A team of researchers at the University of Vienna studied the consequences of ghosting others in emerging adults’ romantic relationships and friendships. The study focused on individuals between the ages of 16 and 21 years old, as 84 percent of people in this age group use at least one social media site and about a third use online dating platforms. This demographic also heavily engages in ghosting behavior — 29.3 percent had at some point ghosted someone, 25.3 percent had been ghosted, and 44.2 percent had been in both positions.
The study examined ghosting of relationship partners and friends as two separate phenomena. The researchers found that when it comes to ghosting romantic partners, communication overload positively predicts ghosting behavior. In this scenario, communication overload is the feeling of receiving more messages than one can handle. The researchers noted that ghosting others within romantic relationships did not yield any effects on well-being.
While this was the case for romantic relationships, the researchers found that ghosting friends could instead be predicted by one’s self-esteem; when someone had greater self-esteem, they were more likely to ghost their friends. Also unlike romantic relationships, researchers found that when someone ghosts a friend, they are more likely to develop increased depressive tendencies over time, which they said demonstrated that ghosting is harmful to both the person who was ghosted and the person who ghosted.
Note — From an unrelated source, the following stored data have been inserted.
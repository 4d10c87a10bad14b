//! The connection-request record and its validator.
//!
//! A client attaches by sending one fixed-size record.  The record comes from
//! an untrusted process, so [`decode_connect_info`] checks every declared text
//! length against its field capacity and confirms the terminator sits right
//! after the declared length before a single field is copied out.  A record
//! that fails any check is rejected as a whole; it is never repaired.
//!
//! Record layout (little-endian, [`CONNECT_RECORD_SIZE`] bytes):
//! ```text
//! off  size  field
//!   0     4  icon_id (ignored)
//!   4     4  hotkey
//!   8     4  startup_flags
//!  12     2  fill_attribute
//!  14     2  show_window
//!  16     4  screen_buffer_size (x:i16, y:i16)
//!  20     4  window_size        (x:i16, y:i16)
//!  24     4  window_origin      (x:i16, y:i16)
//!  28     4  process_group_id
//!  32     1  console_app
//!  33     1  window_visible
//!  34     6  reserved
//!  40     4  title_length (bytes)
//!  44   522  title             [u16; 261]
//! 566     4  app_name_length (bytes)
//! 570   256  app_name          [u16; 128]
//! 826     4  current_directory_length (bytes)
//! 830   522  current_directory [u16; 261]
//! ```

use std::fmt;

use thiserror::Error;

use crate::domain::config::{Coord, SessionConfig, StartupFlags};
use crate::domain::title::bound_to_utf16_units;
use crate::protocol::codec::{read_i16, read_u16, read_u32};
use crate::protocol::messages::{
    APP_NAME_CAPACITY, CONNECT_FIXED_SIZE, CONNECT_RECORD_SIZE, CURRENT_DIRECTORY_CAPACITY, TERMINATOR_SIZE,
    TITLE_CAPACITY,
};

pub const TITLE_LENGTH_OFFSET: usize = CONNECT_FIXED_SIZE;
pub const TITLE_OFFSET: usize = TITLE_LENGTH_OFFSET + 4;
pub const APP_NAME_LENGTH_OFFSET: usize = TITLE_OFFSET + TITLE_CAPACITY * 2;
pub const APP_NAME_OFFSET: usize = APP_NAME_LENGTH_OFFSET + 4;
pub const CURRENT_DIRECTORY_LENGTH_OFFSET: usize = APP_NAME_OFFSET + APP_NAME_CAPACITY * 2;
pub const CURRENT_DIRECTORY_OFFSET: usize = CURRENT_DIRECTORY_LENGTH_OFFSET + 4;

/// The three bounded text fields of a connection request.
#[derive(Debug, Clone, Copy, PartialEq, Eq)]
pub enum TextField {
    Title,
    ApplicationName,
    CurrentDirectory,
}

impl TextField {
    const ALL: [TextField; 3] = [
        TextField::Title,
        TextField::ApplicationName,
        TextField::CurrentDirectory,
    ];

    /// Capacity of the field in UTF-16 code units.
    pub fn capacity(self) -> usize {
        match self {
            TextField::Title => TITLE_CAPACITY,
            TextField::ApplicationName => APP_NAME_CAPACITY,
            TextField::CurrentDirectory => CURRENT_DIRECTORY_CAPACITY,
        }
    }

    /// Largest declared byte length that still leaves room for the terminator.
    pub fn max_byte_len(self) -> usize {
        self.capacity() * 2 - TERMINATOR_SIZE
    }

    fn length_offset(self) -> usize {
        match self {
            TextField::Title => TITLE_LENGTH_OFFSET,
            TextField::ApplicationName => APP_NAME_LENGTH_OFFSET,
            TextField::CurrentDirectory => CURRENT_DIRECTORY_LENGTH_OFFSET,
        }
    }

    fn buffer_offset(self) -> usize {
        match self {
            TextField::Title => TITLE_OFFSET,
            TextField::ApplicationName => APP_NAME_OFFSET,
            TextField::CurrentDirectory => CURRENT_DIRECTORY_OFFSET,
        }
    }
}

impl fmt::Display for TextField {
    fn fmt(&self, f: &mut fmt::Formatter<'_>) -> fmt::Result {
        let name = match self {
            TextField::Title => "title",
            TextField::ApplicationName => "application name",
            TextField::CurrentDirectory => "current directory",
        };
        f.write_str(name)
    }
}

/// Why a connection request was rejected.
#[derive(Debug, Error, PartialEq, Eq)]
pub enum MalformedRequest {
    #[error("connection request is {actual} bytes, expected {expected}")]
    WrongSize { expected: usize, actual: usize },

    #[error("{field} length {declared} exceeds the {limit}-byte limit")]
    LengthOutOfBounds {
        field: TextField,
        declared: u32,
        limit: usize,
    },

    #[error("{field} length {declared} is not a whole number of UTF-16 code units")]
    OddLength { field: TextField, declared: u32 },

    #[error("{field} is not terminated at its declared length {declared}")]
    MissingTerminator { field: TextField, declared: u32 },
}

// ── Validated form ────────────────────────────────────────────────────────────

/// A fixed-capacity UTF-16 text field copied verbatim from the wire.
///
/// The whole backing buffer is kept, but only the declared prefix is ever
/// exposed; anything after the terminator may be stale client memory.
#[derive(Debug, Clone, PartialEq, Eq)]
pub struct BoundedText<const N: usize> {
    units: [u16; N],
    byte_len: u32,
}

impl<const N: usize> BoundedText<N> {
    /// The declared text, without the terminator.
    pub fn units(&self) -> &[u16] {
        &self.units[..self.byte_len as usize / 2]
    }

    /// Declared length in bytes.
    pub fn byte_len(&self) -> u32 {
        self.byte_len
    }

    /// Capacity in UTF-16 code units, terminator included.
    pub fn capacity(&self) -> usize {
        N
    }

    /// Lossy UTF-8 rendering of the declared text.
    pub fn to_string_lossy(&self) -> String {
        String::from_utf16_lossy(self.units())
    }
}

/// The validated, internal form of a connection request.
#[derive(Debug, Clone, PartialEq, Eq)]
pub struct ConnectInfo {
    /// Startup info of the launching process: hardcoded defaults with every
    /// field the record carries filled in, including the startup flags.
    pub settings: SessionConfig,
    pub console_app: bool,
    pub window_visible: bool,
    pub process_group_id: u32,
    pub title: BoundedText<TITLE_CAPACITY>,
    pub app_name: BoundedText<APP_NAME_CAPACITY>,
    pub current_directory: BoundedText<CURRENT_DIRECTORY_CAPACITY>,
}

// ── Decoding ──────────────────────────────────────────────────────────────────

/// Validates a raw connection-request record and converts it into a
/// [`ConnectInfo`].
///
/// # Errors
///
/// Returns [`MalformedRequest`] if the record has the wrong size, if any
/// declared text length leaves no room for the terminator or is odd, or if
/// the code unit at any declared length is not the terminator.  Nothing is
/// copied out of a record that fails.
pub fn decode_connect_info(bytes: &[u8]) -> Result<ConnectInfo, MalformedRequest> {
    if bytes.len() != CONNECT_RECORD_SIZE {
        return Err(MalformedRequest::WrongSize {
            expected: CONNECT_RECORD_SIZE,
            actual: bytes.len(),
        });
    }

    // Every length is bounded before any terminator is looked at, so the
    // terminator reads below always land inside the field's buffer.
    let mut lengths = [0u32; 3];
    for (slot, field) in lengths.iter_mut().zip(TextField::ALL) {
        let declared = fixed_u32(bytes, field.length_offset());
        if declared as usize > field.max_byte_len() {
            return Err(MalformedRequest::LengthOutOfBounds {
                field,
                declared,
                limit: field.max_byte_len(),
            });
        }
        if declared % 2 != 0 {
            return Err(MalformedRequest::OddLength { field, declared });
        }
        *slot = declared;
    }

    for (declared, field) in lengths.iter().copied().zip(TextField::ALL) {
        let at = field.buffer_offset() + declared as usize;
        if fixed_u16(bytes, at) != 0 {
            return Err(MalformedRequest::MissingTerminator { field, declared });
        }
    }

    let settings = SessionConfig {
        hotkey: fixed_u32(bytes, 4),
        startup_flags: StartupFlags(fixed_u32(bytes, 8)),
        fill_attribute: fixed_u16(bytes, 12),
        show_window: fixed_u16(bytes, 14),
        screen_buffer_size: fixed_coord(bytes, 16),
        window_size: fixed_coord(bytes, 20),
        window_origin: fixed_coord(bytes, 24),
        ..SessionConfig::default()
    };

    Ok(ConnectInfo {
        settings,
        process_group_id: fixed_u32(bytes, 28),
        console_app: bytes[32] != 0,
        window_visible: bytes[33] != 0,
        title: copy_text(bytes, TextField::Title, lengths[0]),
        app_name: copy_text(bytes, TextField::ApplicationName, lengths[1]),
        current_directory: copy_text(bytes, TextField::CurrentDirectory, lengths[2]),
    })
}

fn copy_text<const N: usize>(bytes: &[u8], field: TextField, byte_len: u32) -> BoundedText<N> {
    let base = field.buffer_offset();
    let mut units = [0u16; N];
    for (i, unit) in units.iter_mut().enumerate() {
        *unit = fixed_u16(bytes, base + i * 2);
    }
    BoundedText { units, byte_len }
}

// The record size was checked up front, so fixed offsets cannot be out of
// range; the fallback values are unreachable.
fn fixed_u16(bytes: &[u8], offset: usize) -> u16 {
    read_u16(bytes, offset).unwrap_or(u16::MAX)
}

fn fixed_u32(bytes: &[u8], offset: usize) -> u32 {
    read_u32(bytes, offset).unwrap_or(u32::MAX)
}

fn fixed_coord(bytes: &[u8], offset: usize) -> Coord {
    Coord::new(
        read_i16(bytes, offset).unwrap_or_default(),
        read_i16(bytes, offset + 2).unwrap_or_default(),
    )
}

// ── Encoding (client side) ────────────────────────────────────────────────────

/// Client-side description of a connection request.
#[derive(Debug, Clone, Default, PartialEq, Eq)]
pub struct ConnectRequest {
    pub hotkey: u32,
    pub startup_flags: StartupFlags,
    pub fill_attribute: u16,
    pub show_window: u16,
    pub screen_buffer_size: Coord,
    pub window_size: Coord,
    pub window_origin: Coord,
    pub process_group_id: u32,
    pub console_app: bool,
    pub window_visible: bool,
    pub title: String,
    pub app_name: String,
    pub current_directory: String,
}

/// Encodes a well-formed connection-request record.
///
/// Text longer than a field allows is truncated so the terminator always
/// fits.
pub fn encode_connect_request(request: &ConnectRequest) -> Vec<u8> {
    let mut buf = Vec::with_capacity(CONNECT_RECORD_SIZE);
    buf.extend_from_slice(&0u32.to_le_bytes()); // icon_id
    buf.extend_from_slice(&request.hotkey.to_le_bytes());
    buf.extend_from_slice(&request.startup_flags.0.to_le_bytes());
    buf.extend_from_slice(&request.fill_attribute.to_le_bytes());
    buf.extend_from_slice(&request.show_window.to_le_bytes());
    for coord in [request.screen_buffer_size, request.window_size, request.window_origin] {
        buf.extend_from_slice(&coord.x.to_le_bytes());
        buf.extend_from_slice(&coord.y.to_le_bytes());
    }
    buf.extend_from_slice(&request.process_group_id.to_le_bytes());
    buf.push(u8::from(request.console_app));
    buf.push(u8::from(request.window_visible));
    buf.extend_from_slice(&[0u8; 6]);

    write_text(&mut buf, &request.title, TextField::Title);
    write_text(&mut buf, &request.app_name, TextField::ApplicationName);
    write_text(&mut buf, &request.current_directory, TextField::CurrentDirectory);
    buf
}

fn write_text(buf: &mut Vec<u8>, text: &str, field: TextField) {
    let bounded = bound_to_utf16_units(text, field.capacity() - 1);
    let units: Vec<u16> = bounded.encode_utf16().collect();
    buf.extend_from_slice(&((units.len() * 2) as u32).to_le_bytes());
    for i in 0..field.capacity() {
        let unit = units.get(i).copied().unwrap_or(0);
        buf.extend_from_slice(&unit.to_le_bytes());
    }
}

// ── Tests ─────────────────────────────────────────────────────────────────────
The last area that researchers looked at was if depressive tendencies were an indicator of ghosting behavior. In both romantic relationships and friendships, the authors found no predictive influence from depressive tendencies.
The authors of the paper closed with what they considered to be the practical implications of their work: “Our findings may also have practical implications as they may prompt individuals to reflect on their own ghosting behavior as well as app designers to minimize unforeseen harms that may come not only with being ghosted but also with ghosting others, particularly friends.”